And so not to dismiss those feelings of what you're feeling
and then finding someone to discuss that with you,
someone who, again, is going to put the experiential part
of hormone changes in midlife onto,
you are actually going through it.
So that can start anywhere from ladder 30s, 38.
I'm not going to put an age out there, but latter 30s.
And going all the way up until you actually hit, like you said before,
that wall of menopause, which is where your estrogen now is like flatlined.
It's like we're not here anymore.
But all before that is the fluctuation.
It's high.
It's low.
It's like, I'm going to stay steady here.
Now I'm going to go lower.
So all that time is when you're going to start to feel these symptoms either start,
become more frequent, more intense, or more severe.
So testing is a little tricky because, again,
the estrogen and progesterone are still there
if you have a cycle, right?
So we know in menopause you do not have a cycle anymore,
which states that the ovaries are not eliciting enough estrogen release
to give you a cycle.
So while you're still having a cycle,
whether it's infrequent,
if it's a regular or regular in the perimenopausal phase,
we know that estrogen and progesterone are giving off enough
to give you a cycle, just not enough where the rest of your target organs, your brain, your muscle,
how your fat is distributed, are now actually responding to that flux. So the goal is in testing
is not necessarily to tell you, am I perimenopausal? It's a good starting ground for a conversation
because what at the end of the day is the most important, the experience of what you're doing. So I can
come on the back end and saying, I still think you're worthy of hormone therapy, if that's what you choose,
This is where we're going to start.
Now, the Dutch test, I think, is good for looking at metabolites or variations of your
estradiol and your progesterone and what they're actually doing, right?
It's a good follow through to see exactly where their peaks are, where it's maybe going down
a little bit.
That is more extensive.
But if someone's just basically trying to see where am I, I always say, yes, your estrogen
and progesterone, your FSH is good to look at, but also things like cortisol.

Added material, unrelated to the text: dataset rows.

//! Subscription and payment command handlers

use rust_decimal::prelude::ToPrimitive;
use teloxide::{Bot, types::{LabeledPrice, Message}, prelude::*};
use tracing::info;
use crate::handlers::commands::{parse_buy_args, parse_id, split_first};
use crate::middleware::Caller;
use crate::models::payment::{Payment, PaymentProvider, PaymentStatus, ReconcileOutcome};
use crate::models::plan::Plan;
use crate::services::ServiceFactory;
use crate::utils::errors::{BotError, Result};
use crate::utils::helpers::{format_bytes, format_timestamp};

fn plan_line(plan: &Plan) -> String {
    format!(
        "{} ({}): {} days, {} - ${} or {} ⭐",
        plan.name,
        plan.code,
        plan.duration_days,
        format_bytes(plan.data_limit_bytes),
        plan.price_usd,
        plan.price_stars
    )
}

fn outcome_text(outcome: &ReconcileOutcome) -> String {
    let payment = &outcome.payment;
    let mut text = match payment.status {
        PaymentStatus::Completed => match outcome.expires_at {
            Some(expires_at) => format!("Payment #{} completed. Active until {}.", payment.id, format_timestamp(expires_at)),
            None => format!("Payment #{} completed.", payment.id),
        },
        PaymentStatus::Pending => format!("Payment #{} is still waiting for confirmation.", payment.id),
        other => format!("Payment #{} {}.", payment.id, other),
    };
    if outcome.provisioning_deferred {
        text.push_str("\nYour VPN account will be updated shortly.");
    }
    text
}

fn payment_line(payment: &Payment) -> String {
    format!(
        "#{} {} {} {} via {} - {}",
        payment.id, payment.plan_code, payment.amount, payment.currency, payment.provider, payment.status
    )
}

pub async fn handle_plans(bot: &Bot, msg: &Message, services: &ServiceFactory) -> Result<()> {
    let plans = services.payment_service.plans().await;
    let providers = services
        .payment_service
        .providers()
        .enabled_for_checkout()
        .iter()
        .map(|p| p.to_string())
        .collect::<Vec<_>>()
        .join(", ");

    let mut lines: Vec<String> = plans.iter().map(plan_line).collect();
    lines.push(String::new());
    lines.push(format!("Pay with: {}", providers));
    lines.push("Buy with /buy <plan> [provider] [promo]".to_string());
    bot.send_message(msg.chat.id, lines.join("\n")).await?;
    Ok(())
}

pub async fn handle_trial(bot: &Bot, msg: &Message, caller: &Caller, services: &ServiceFactory) -> Result<()> {
    let activation = services.lifecycle_service.activate_trial(caller.telegram_id).await?;
    let mut text = match activation.subscription.expires_at {
        Some(expires_at) => format!("Your free trial is active until {}.", format_timestamp(expires_at)),
        None => "Your free trial is active.".to_string(),
    };
    if activation.provisioning_deferred {
        text.push_str("\nYour VPN account will be ready shortly.");
    }
    bot.send_message(msg.chat.id, text).await?;
    Ok(())
}

pub async fn handle_buy(bot: &Bot, msg: &Message, caller: &Caller, args: &str, services: &ServiceFactory) -> Result<()> {
    let args = parse_buy_args(args)?;
    let provider = match args.provider {
        Some(provider) => provider,
        None => services
            .payment_service
            .providers()
            .enabled_for_checkout()
            .into_iter()
            .next()
            .ok_or_else(|| BotError::ProviderUnavailable("no payment provider is enabled".to_string()))?,
    };

    let checkout = services
        .payment_service
        .create_checkout(caller.telegram_id, &args.plan, provider, args.promo.as_deref())
        .await?;

    if let Some(outcome) = &checkout.settled {
        bot.send_message(msg.chat.id, outcome_text(outcome)).await?;
        return Ok(());
    }

    let payment = &checkout.payment;
    let mut summary = format!("{}: {} {}", checkout.plan.name, payment.amount, payment.currency);
    if !payment.discount_amount.is_zero() {
        summary.push_str(&format!(" (was {}, promo {})", payment.original_amount, payment.promo_code.as_deref().unwrap_or("")));
    }

    match payment.provider {
        PaymentProvider::TelegramStars => {
            let stars = payment
                .amount
                .to_u32()
                .ok_or_else(|| BotError::Validation("Stars amount out of range".to_string()))?;
            bot.send_invoice(
                msg.chat.id,
                checkout.plan.name.clone(),
                summary,
                payment.provider_payment_id.clone(),
                payment.currency.clone(),
                vec![LabeledPrice::new(checkout.plan.name.clone(), stars)],
            )
            .await?;
        }
        _ => {
            let mut text = format!("{}\nPayment #{}", summary, payment.id);
            if let Some(url) = &checkout.invoice_url {
                text.push_str(&format!("\nPay here: {}", url));
            }
            if payment.provider == PaymentProvider::CryptoBot {
                text.push_str(&format!("\nAfter paying, send /check {}", payment.id));
            }
            bot.send_message(msg.chat.id, text).await?;
        }
    }

    info!(telegram_id = caller.telegram_id, payment_id = payment.id, "Checkout sent");
    Ok(())
}

pub async fn handle_check(bot: &Bot, msg: &Message, caller: &Caller, args: &str, services: &ServiceFactory) -> Result<()> {
    if args.trim().is_empty() {
        let payments = services.payment_service.recent_payments(caller.telegram_id).await?;
        let text = if payments.is_empty() {
            "You have no payments yet.".to_string()
        } else {
            payments.iter().map(payment_line).collect::<Vec<_>>().join("\n")
        };
        bot.send_message(msg.chat.id, text).await?;
        return Ok(());
    }

    let payment_id = parse_id(args, "payment id")?;
    let outcome = services.payment_service.check_payment(caller.telegram_id, payment_id).await?;
    bot.send_message(msg.chat.id, outcome_text(&outcome)).await?;
    Ok(())
}

pub async fn handle_status(bot: &Bot, msg: &Message, caller: &Caller, services: &ServiceFactory) -> Result<()> {
    let view = services.lifecycle_service.current_status(caller.telegram_id).await?;
    let entitlement = &view.entitlement;

    let mut lines = Vec::new();
    match (entitlement.status, entitlement.expires_at) {
        (Some(status), Some(expires_at)) => {
            lines.push(format!("Status: {} until {}", status, format_timestamp(expires_at)));
        }
        (Some(status), None) => lines.push(format!("Status: {}", status)),
        (None, _) => lines.push("You have no subscription. See /plans or try /trial.".to_string()),
    }
    if entitlement.status.is_some() {
        lines.push(format!(
            "Traffic: {} of {} used",
            format_bytes(entitlement.used_bytes),
            format_bytes(entitlement.data_limit_bytes)
        ));
    }
    if let Some(subscription) = &view.subscription {
        lines.push(format!("Plan: {}", subscription.plan_code));
    }
    if let Some(url) = &view.subscription_url {
        lines.push(format!("Subscription link: {}", url));
    }
    if view.panel_sync_pending {
        lines.push("Your VPN account is being updated.".to_string());
    }

    bot.send_message(msg.chat.id, lines.join("\n")).await?;
    Ok(())
}

/// `/cancel` for yourself, `/cancel <telegram_id>` for managers
pub async fn handle_cancel(bot: &Bot, msg: &Message, caller: &Caller, args: &str, services: &ServiceFactory) -> Result<()> {
    let target = if args.trim().is_empty() {
        caller.telegram_id
    } else {
        parse_id(args, "user id")?
    };
    services.lifecycle_service.cancel_subscription(target, caller.telegram_id).await?;
    bot.send_message(msg.chat.id, "Subscription cancelled.").await?;
    Ok(())
}

pub async fn handle_promo(bot: &Bot, msg: &Message, caller: &Caller, args: &str, services: &ServiceFactory) -> Result<()> {
    let (code, rest) = split_first(args);
    let (plan_code, provider) = split_first(rest);
    if code.is_empty() || plan_code.is_empty() {
        return Err(BotError::Validation("Usage: /promo <code> <plan> [provider]".to_string()));
    }
    let provider = if provider.is_empty() {
        PaymentProvider::CryptoBot
    } else {
        provider.parse::<PaymentProvider>().map_err(BotError::Validation)?
    };

    let (plan, discount) = services
        .payment_service
        .quote(caller.telegram_id, plan_code, provider, Some(code))
        .await?;
    let (_, currency) = plan.price_for(provider);
    bot.send_message(
        msg.chat.id,
        format!(
            "{} with {}: {} {} instead of {} (you save {}).\nBuy with /buy {} {} {}",
            plan.name,
            discount.code,
            discount.final_amount,
            currency,
            discount.original_amount,
            discount.discount_amount,
            plan.code,
            provider,
            discount.code
        ),
    )
    .await?;
    Ok(())
}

thyroid, also your vitamin D.
Because now you're going to start to see deficiencies in other parts of your body
because you're going through this transition.
In medicine, what we typically do, like I said, we are good at disease.
I am really trying to capture women before they hit menopause
to give them the best building blocks so that at 60, 70, and 80,
they are optimized instead of waiting for it to be a catastrophic fall off the cliff.
That's really what we're trying to do when we think of long.
longevity, looking at hormone therapy in mid-age, is really that opportunity, that chapter to say,
my next chapter is coming, 40% of our lives are spent in the postmenopausal phase. What I want this
chapter to look like? Let's start mixing up the recipe a little bit. Yeah. You know, and I think
it's important to note that these are not things that jump out of the labs, right? Do not. And I think we
always want it to be so black and white. Okay, hemoglobin A1c6. That's what we've told women.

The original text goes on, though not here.